Method: This work adopts a functional perspective to systematically characterize the core capabilities of world models for robotic manipulation, proposing a task-driven, unified framework that integrates state representation learning, dynamic modeling, sequence prediction, closed-loop control, and model-based reinforcement learning.
Contribution: We formally identify the essential components and functional roles of world models within the perception–prediction–control loop for the first time. Moving beyond conventional static representations, we emphasize dynamic modeling, causal reasoning, and online planning as critical capabilities.
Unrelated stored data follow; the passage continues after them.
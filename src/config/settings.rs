//! Runtime settings read from the environment.

use crate::error::ConfigError;
use crate::navigation::ALBUM_ROUTE_PREFIX;
use std::collections::HashMap;
use std::net::SocketAddr;
use std::str::FromStr;

pub const DEFAULT_BIND_ADDR: &str = "0.0.0.0:3000";
pub const DEFAULT_NOT_FOUND_PATH: &str = "/404";
pub const DEFAULT_ITEMS_PER_PAGE: u32 = 20;
pub const MAX_ITEMS_PER_PAGE: u32 = 1000;
pub const DEFAULT_MAX_BODY_BYTES: usize = 1024 * 1024;
pub const DEFAULT_APP_NAME: &str = "albumRoutes";

/// Routes the server mounts itself. The not-found page must not collide with them.
const RESERVED_PATHS: &[&str] = &["/health", "/ready", "/version"];
const RESERVED_PREFIXES: &[&str] = &[ALBUM_ROUTE_PREFIX, "/api"];

#[derive(Clone, Debug)]
pub struct Settings {
    pub bind_addr: SocketAddr,
    /// When unset the server keeps albums in memory.
    pub database_url: Option<String>,
    /// Where the album resolver redirects when an id does not exist.
    pub not_found_path: String,
    pub items_per_page: u32,
    pub max_body_bytes: usize,
    /// Prefix of the `X-<app>-alert` / `X-<app>-params` headers on REST writes.
    pub app_name: String,
}

impl Default for Settings {
    fn default() -> Self {
        Settings {
            bind_addr: SocketAddr::from(([0, 0, 0, 0], 3000)),
            database_url: None,
            not_found_path: DEFAULT_NOT_FOUND_PATH.into(),
            items_per_page: DEFAULT_ITEMS_PER_PAGE,
            max_body_bytes: DEFAULT_MAX_BODY_BYTES,
            app_name: DEFAULT_APP_NAME.into(),
        }
    }
}

impl Settings {
    /// Load from process environment, after merging a `.env` file if one exists.
    pub fn from_env() -> Result<Self, ConfigError> {
        if let Err(e) = dotenvy::dotenv() {
            if !e.not_found() {
                return Err(ConfigError::Load(format!(".env: {}", e)));
            }
        }
        Self::from_vars(std::env::vars().collect())
    }

    pub fn from_vars(vars: HashMap<String, String>) -> Result<Self, ConfigError> {
        let get = |k: &str| vars.get(k).map(|s| s.trim()).filter(|s| !s.is_empty());

        let bind_addr: SocketAddr = parse_var("BIND_ADDR", get("BIND_ADDR").unwrap_or(DEFAULT_BIND_ADDR))?;
        let items_per_page = match get("ITEMS_PER_PAGE") {
            Some(v) => parse_var::<u32>("ITEMS_PER_PAGE", v)?,
            None => DEFAULT_ITEMS_PER_PAGE,
        };
        if items_per_page == 0 || items_per_page > MAX_ITEMS_PER_PAGE {
            return Err(ConfigError::Load(format!(
                "ITEMS_PER_PAGE must be between 1 and {}",
                MAX_ITEMS_PER_PAGE
            )));
        }
        let max_body_bytes = match get("MAX_BODY_BYTES") {
            Some(v) => parse_var("MAX_BODY_BYTES", v)?,
            None => DEFAULT_MAX_BODY_BYTES,
        };
        let not_found_path = get("NOT_FOUND_PATH").unwrap_or(DEFAULT_NOT_FOUND_PATH);
        check_not_found_path(not_found_path)?;
        let app_name = get("APP_NAME").unwrap_or(DEFAULT_APP_NAME);
        if !app_name.chars().all(|c| c.is_ascii_alphanumeric() || c == '-' || c == '_') {
            return Err(ConfigError::Load(format!("invalid APP_NAME: {}", app_name)));
        }

        Ok(Settings {
            bind_addr,
            database_url: get("DATABASE_URL").map(str::to_string),
            not_found_path: not_found_path.to_string(),
            items_per_page,
            max_body_bytes,
            app_name: app_name.to_string(),
        })
    }
}

/// A static path of its own: no captures or wildcards, and nothing the server already serves.
fn check_not_found_path(path: &str) -> Result<(), ConfigError> {
    if !path.starts_with('/') {
        return Err(ConfigError::Load("NOT_FOUND_PATH must start with '/'".into()));
    }
    if path
        .split('/')
        .any(|segment| segment.starts_with(':') || segment.starts_with('*'))
    {
        return Err(ConfigError::Load(format!(
            "NOT_FOUND_PATH must be a static path: {}",
            path
        )));
    }
    let trimmed = path.trim_end_matches('/');
    let reserved = RESERVED_PATHS.contains(&trimmed)
        || RESERVED_PREFIXES
            .iter()
            .any(|p| trimmed == *p || trimmed.starts_with(&format!("{}/", p)));
    if reserved {
        return Err(ConfigError::Load(format!(
            "NOT_FOUND_PATH collides with a served route: {}",
            path
        )));
    }
    Ok(())
}

fn parse_var<T: FromStr>(name: &str, value: &str) -> Result<T, ConfigError> {
    value
        .parse()
        .map_err(|_| ConfigError::Load(format!("invalid {}: {}", name, value)))
}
Furthermore, we provide a clear capability taxonomy and a systematic construction methodology, enabling the development of generalizable, scalable world models for robotics.
📝 Abstract
Autonomous agents are increasingly expected to operate in complex, dynamic, and uncertain environments, performing tasks such as manipulation, navigation, and decision-making. Achieving these capabilities requires agents to understand the underlying mechanisms and dynamics of the world, moving beyond reactive control or simple replication of observed states. This motivates the development of world models as internal representations that encode environmental states, capture dynamics, and support prediction, planning, and reasoning. Despite growing interest, the definition, scope, architectures, and essential capabilities of world models remain ambiguous. In this survey, we go beyond prescribing a fixed definition and limiting our scope to methods explicitly labeled as world models. Instead, we examine approaches that exhibit the core capabilities of world models through a review of methods in robotic manipulation. We analyze their roles across perception, prediction, and control, identify key challenges and solutions, and distill the core components, capabilities, and functions that a fully realized world model should possess. Building on this analysis, we aim to motivate further development toward generalizable and practical world models for robotics.